Work to be completed: Below are some records. Return exactly the lines from the one containing "borda chama isto." through the one containing "pub fn router(app_state: AppState)", both included, and only those.

Available data:
__________

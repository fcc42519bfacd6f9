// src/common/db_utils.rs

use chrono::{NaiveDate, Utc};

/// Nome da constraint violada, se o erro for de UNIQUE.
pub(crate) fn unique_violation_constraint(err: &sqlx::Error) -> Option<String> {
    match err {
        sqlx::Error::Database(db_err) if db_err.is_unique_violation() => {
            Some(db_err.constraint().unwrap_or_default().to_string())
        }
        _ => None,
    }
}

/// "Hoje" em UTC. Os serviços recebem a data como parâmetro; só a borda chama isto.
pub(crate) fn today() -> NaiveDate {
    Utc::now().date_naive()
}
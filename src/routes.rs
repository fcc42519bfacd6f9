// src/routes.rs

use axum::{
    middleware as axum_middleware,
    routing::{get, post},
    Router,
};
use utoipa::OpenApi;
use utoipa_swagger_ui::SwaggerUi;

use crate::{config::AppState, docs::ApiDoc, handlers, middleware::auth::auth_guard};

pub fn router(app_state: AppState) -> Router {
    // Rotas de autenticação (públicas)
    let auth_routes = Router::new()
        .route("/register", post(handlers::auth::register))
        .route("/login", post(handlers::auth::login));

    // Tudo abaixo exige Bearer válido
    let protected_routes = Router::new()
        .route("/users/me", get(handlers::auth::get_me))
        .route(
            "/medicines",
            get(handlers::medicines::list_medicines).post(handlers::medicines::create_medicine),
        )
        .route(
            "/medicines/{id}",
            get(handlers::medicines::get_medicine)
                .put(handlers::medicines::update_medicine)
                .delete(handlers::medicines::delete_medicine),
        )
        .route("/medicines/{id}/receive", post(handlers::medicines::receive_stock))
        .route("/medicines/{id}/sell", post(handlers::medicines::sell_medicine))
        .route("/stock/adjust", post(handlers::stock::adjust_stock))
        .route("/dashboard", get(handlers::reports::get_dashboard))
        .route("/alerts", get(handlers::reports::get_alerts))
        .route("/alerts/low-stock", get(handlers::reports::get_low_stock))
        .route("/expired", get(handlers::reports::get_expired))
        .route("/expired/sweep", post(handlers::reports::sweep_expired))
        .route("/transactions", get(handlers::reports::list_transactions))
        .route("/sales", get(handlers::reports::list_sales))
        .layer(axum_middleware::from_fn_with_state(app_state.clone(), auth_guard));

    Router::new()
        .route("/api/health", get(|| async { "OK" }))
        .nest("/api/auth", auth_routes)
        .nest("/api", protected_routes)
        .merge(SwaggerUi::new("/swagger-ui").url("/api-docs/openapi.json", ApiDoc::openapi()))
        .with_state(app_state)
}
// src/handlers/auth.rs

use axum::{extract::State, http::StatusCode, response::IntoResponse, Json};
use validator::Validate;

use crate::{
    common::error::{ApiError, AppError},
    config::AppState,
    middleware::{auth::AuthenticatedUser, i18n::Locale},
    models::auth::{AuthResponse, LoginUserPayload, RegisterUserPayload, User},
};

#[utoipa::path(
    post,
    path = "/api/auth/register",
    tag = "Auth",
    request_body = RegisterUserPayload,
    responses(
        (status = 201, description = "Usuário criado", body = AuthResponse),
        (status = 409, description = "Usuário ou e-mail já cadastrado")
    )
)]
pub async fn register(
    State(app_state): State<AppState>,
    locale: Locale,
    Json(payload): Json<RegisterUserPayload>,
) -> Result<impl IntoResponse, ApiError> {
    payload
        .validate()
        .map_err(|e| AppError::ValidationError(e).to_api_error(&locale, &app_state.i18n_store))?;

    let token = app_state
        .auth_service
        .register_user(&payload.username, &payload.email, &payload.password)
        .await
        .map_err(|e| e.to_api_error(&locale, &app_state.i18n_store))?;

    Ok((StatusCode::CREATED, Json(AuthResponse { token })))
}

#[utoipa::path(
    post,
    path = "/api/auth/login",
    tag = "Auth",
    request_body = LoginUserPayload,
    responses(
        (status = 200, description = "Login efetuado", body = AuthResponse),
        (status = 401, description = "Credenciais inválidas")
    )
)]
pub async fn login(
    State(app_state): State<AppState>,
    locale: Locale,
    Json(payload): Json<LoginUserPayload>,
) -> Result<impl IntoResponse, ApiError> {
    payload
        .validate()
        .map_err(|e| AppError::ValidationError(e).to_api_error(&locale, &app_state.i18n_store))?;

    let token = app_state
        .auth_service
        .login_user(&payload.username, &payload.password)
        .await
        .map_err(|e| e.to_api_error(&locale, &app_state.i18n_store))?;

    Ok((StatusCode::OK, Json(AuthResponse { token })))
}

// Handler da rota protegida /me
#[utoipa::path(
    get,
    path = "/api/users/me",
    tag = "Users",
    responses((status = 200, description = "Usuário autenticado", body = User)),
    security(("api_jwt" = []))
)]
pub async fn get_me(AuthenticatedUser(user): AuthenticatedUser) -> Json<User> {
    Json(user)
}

__________

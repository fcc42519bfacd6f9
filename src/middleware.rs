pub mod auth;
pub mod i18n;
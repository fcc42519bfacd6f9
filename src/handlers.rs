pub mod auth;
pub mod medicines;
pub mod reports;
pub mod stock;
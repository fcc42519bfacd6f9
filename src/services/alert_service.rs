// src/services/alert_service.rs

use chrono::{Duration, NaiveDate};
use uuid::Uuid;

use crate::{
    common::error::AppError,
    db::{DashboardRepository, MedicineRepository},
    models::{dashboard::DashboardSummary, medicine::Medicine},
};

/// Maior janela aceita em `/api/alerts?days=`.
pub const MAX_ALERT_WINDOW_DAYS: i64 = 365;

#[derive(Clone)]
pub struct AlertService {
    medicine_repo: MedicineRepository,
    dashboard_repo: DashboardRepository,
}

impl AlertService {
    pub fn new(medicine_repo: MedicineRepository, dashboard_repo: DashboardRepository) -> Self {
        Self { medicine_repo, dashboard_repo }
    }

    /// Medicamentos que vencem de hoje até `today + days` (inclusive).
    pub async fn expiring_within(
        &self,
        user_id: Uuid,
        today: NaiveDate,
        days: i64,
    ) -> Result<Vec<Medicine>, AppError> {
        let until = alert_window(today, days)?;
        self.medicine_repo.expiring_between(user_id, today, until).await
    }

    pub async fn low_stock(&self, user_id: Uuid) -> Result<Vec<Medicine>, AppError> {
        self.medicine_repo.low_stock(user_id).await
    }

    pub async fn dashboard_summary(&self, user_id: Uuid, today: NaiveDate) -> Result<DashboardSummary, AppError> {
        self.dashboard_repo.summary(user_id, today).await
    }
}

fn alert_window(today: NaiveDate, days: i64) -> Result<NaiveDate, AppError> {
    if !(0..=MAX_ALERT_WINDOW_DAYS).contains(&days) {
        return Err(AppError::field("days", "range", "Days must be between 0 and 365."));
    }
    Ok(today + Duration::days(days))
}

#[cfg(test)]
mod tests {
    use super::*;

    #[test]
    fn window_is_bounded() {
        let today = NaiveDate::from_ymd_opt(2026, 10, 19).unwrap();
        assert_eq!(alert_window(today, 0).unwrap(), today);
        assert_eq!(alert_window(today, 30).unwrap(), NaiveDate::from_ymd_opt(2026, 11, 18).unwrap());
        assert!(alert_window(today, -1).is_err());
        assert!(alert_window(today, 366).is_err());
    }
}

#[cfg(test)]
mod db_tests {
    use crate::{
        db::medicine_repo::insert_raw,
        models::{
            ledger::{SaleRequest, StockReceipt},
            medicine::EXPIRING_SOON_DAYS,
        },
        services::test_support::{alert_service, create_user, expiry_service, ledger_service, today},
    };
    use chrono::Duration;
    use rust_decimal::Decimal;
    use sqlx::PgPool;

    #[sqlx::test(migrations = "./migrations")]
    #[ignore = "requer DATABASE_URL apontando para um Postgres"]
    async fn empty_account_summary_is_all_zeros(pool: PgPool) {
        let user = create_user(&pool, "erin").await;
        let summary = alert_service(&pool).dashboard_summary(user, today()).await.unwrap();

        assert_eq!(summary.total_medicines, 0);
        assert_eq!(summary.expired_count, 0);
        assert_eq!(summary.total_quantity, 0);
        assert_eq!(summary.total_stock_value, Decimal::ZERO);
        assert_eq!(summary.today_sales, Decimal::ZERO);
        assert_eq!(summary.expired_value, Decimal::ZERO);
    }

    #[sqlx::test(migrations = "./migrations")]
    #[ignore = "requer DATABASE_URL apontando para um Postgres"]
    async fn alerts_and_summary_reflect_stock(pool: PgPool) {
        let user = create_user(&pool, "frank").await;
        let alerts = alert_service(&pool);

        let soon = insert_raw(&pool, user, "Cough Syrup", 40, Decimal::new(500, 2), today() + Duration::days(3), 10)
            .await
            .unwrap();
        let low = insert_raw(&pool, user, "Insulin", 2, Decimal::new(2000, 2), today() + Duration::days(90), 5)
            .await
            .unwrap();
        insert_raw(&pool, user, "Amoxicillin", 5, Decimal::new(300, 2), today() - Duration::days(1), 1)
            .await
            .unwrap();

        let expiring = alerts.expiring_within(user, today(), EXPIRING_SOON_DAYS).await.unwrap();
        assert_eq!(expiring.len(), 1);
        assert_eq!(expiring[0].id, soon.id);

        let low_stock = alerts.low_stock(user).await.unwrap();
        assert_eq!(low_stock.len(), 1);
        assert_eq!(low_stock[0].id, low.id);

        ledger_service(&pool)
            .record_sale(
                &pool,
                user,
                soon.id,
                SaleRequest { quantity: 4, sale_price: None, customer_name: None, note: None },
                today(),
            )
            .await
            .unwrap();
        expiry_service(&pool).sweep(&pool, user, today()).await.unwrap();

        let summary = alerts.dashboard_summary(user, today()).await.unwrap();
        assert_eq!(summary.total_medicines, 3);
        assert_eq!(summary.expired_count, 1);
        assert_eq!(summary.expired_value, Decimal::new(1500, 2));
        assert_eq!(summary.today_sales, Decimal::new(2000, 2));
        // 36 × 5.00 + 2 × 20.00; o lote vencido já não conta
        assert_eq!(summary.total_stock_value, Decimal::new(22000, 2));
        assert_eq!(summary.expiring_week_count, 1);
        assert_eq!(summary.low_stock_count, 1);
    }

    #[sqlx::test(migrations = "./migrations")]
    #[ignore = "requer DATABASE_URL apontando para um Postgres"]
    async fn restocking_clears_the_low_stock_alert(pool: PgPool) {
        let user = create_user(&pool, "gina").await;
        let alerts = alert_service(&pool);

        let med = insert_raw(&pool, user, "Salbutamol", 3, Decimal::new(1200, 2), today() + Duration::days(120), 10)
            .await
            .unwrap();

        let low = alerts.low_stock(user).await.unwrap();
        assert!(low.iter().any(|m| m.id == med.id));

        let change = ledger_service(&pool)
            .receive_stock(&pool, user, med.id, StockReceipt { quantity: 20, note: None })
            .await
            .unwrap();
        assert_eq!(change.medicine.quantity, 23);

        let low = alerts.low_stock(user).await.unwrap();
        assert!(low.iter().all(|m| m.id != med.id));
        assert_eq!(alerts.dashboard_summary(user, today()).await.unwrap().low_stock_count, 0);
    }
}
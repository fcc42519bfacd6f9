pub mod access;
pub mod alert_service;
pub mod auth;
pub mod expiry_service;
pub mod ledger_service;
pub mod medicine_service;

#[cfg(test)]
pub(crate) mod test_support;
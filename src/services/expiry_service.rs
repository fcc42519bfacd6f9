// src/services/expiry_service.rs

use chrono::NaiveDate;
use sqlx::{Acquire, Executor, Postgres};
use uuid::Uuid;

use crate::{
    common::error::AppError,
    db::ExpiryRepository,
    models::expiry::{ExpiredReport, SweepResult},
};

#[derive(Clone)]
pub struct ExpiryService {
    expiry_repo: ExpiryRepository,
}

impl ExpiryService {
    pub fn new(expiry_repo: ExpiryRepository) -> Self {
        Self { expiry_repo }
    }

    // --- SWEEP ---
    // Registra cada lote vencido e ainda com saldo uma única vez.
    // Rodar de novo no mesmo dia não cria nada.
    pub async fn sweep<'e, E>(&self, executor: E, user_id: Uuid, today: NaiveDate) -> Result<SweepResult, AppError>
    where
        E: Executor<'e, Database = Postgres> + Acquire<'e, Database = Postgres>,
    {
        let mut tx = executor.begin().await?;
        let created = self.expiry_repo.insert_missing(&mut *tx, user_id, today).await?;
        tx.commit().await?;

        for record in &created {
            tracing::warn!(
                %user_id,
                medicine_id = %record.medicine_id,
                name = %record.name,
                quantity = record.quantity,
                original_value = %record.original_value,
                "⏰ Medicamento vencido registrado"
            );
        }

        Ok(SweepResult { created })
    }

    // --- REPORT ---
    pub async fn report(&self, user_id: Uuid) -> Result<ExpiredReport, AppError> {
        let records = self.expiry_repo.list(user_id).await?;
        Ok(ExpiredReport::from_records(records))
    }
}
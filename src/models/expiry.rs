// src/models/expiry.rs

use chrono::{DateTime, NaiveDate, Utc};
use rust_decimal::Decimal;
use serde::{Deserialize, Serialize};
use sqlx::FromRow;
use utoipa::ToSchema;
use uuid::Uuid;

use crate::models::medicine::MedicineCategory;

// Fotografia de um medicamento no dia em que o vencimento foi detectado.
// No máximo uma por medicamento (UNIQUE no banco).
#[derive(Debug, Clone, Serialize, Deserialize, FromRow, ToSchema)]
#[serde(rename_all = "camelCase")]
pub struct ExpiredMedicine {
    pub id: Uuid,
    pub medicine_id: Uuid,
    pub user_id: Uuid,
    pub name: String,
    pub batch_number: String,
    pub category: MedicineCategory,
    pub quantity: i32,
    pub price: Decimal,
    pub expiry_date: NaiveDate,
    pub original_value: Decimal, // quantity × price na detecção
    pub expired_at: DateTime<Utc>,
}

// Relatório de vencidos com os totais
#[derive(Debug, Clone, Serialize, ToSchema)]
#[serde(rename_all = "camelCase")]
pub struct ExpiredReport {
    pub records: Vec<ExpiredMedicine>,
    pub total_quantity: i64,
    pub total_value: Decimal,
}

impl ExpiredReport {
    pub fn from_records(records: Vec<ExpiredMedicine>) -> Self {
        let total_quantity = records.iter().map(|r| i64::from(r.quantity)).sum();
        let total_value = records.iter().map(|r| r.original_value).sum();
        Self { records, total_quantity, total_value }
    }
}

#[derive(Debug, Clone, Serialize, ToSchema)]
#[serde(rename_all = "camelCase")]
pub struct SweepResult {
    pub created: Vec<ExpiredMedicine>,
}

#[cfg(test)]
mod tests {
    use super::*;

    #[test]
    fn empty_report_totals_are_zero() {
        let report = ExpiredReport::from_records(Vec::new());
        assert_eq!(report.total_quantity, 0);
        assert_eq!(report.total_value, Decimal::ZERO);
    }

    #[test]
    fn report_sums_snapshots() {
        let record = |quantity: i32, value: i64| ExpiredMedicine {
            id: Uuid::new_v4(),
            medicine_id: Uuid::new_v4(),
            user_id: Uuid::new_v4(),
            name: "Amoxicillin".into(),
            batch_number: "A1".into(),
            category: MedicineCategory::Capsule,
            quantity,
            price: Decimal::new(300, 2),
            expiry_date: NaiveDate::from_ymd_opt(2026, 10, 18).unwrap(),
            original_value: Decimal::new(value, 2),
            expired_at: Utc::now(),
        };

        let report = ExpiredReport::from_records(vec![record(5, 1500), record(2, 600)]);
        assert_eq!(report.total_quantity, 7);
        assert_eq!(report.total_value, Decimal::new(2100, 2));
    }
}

__________

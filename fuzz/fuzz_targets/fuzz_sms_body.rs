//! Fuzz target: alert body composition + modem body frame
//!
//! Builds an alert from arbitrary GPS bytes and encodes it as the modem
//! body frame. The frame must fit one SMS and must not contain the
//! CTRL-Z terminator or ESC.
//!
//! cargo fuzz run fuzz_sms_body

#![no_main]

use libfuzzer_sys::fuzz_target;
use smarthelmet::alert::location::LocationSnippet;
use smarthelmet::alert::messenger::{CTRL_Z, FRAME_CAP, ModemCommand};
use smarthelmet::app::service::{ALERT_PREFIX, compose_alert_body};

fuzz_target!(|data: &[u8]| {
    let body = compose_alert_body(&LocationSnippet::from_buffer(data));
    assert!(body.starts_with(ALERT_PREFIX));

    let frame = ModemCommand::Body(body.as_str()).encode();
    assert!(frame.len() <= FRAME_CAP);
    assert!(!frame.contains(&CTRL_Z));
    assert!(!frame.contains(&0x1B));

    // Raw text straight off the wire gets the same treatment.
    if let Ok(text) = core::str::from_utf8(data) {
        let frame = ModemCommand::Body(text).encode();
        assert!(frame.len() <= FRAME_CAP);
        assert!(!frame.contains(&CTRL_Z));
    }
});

__________

Response to this exercise:
/// "Hoje" em UTC. Os serviços recebem a data como parâmetro; só a borda chama isto.
pub(crate) fn today() -> NaiveDate {
    Utc::now().date_naive()
}
filename src/routes.rs
repository fcc42519bfacd6f9
// src/routes.rs

use axum::{
    middleware as axum_middleware,
    routing::{get, post},
    Router,
};
use utoipa::OpenApi;
use utoipa_swagger_ui::SwaggerUi;

use crate::{config::AppState, docs::ApiDoc, handlers, middleware::auth::auth_guard};

pub fn router(app_state: AppState) -> Router {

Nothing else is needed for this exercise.